Dataset items:
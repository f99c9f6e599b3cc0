use crate::{AppState, pages};
use axum::{Router, routing::get};

/// Back-office Router Module
///
/// HTML pages of the admin area. The gate redirects anonymous visitors to sign-in;
/// each page then checks the admin allowlist itself.
pub fn backoffice_routes() -> Router<AppState> {
    Router::new()
        .route("/admin", get(pages::dashboard))
        .route("/admin/products", get(pages::products))
        .route("/admin/content", get(pages::content))
        .route("/admin/media", get(pages::media))
        .route("/admin/settings", get(pages::settings))
        .route("/admin/analytics", get(pages::analytics))
}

> **WHAT YOU ARE ASKED TO DO**
Which lines belong in the answer? Exactly those from the first line of the entries through the line holding "visitors to sign-in;", inclusive, copied unchanged.

> **EXERCISE ANSWER**
repository f99c9f6e599b3cc0
use crate::{AppState, pages};
use axum::{Router, routing::get};

/// Back-office Router Module
///
/// HTML pages of the admin area. The gate redirects anonymous visitors to sign-in;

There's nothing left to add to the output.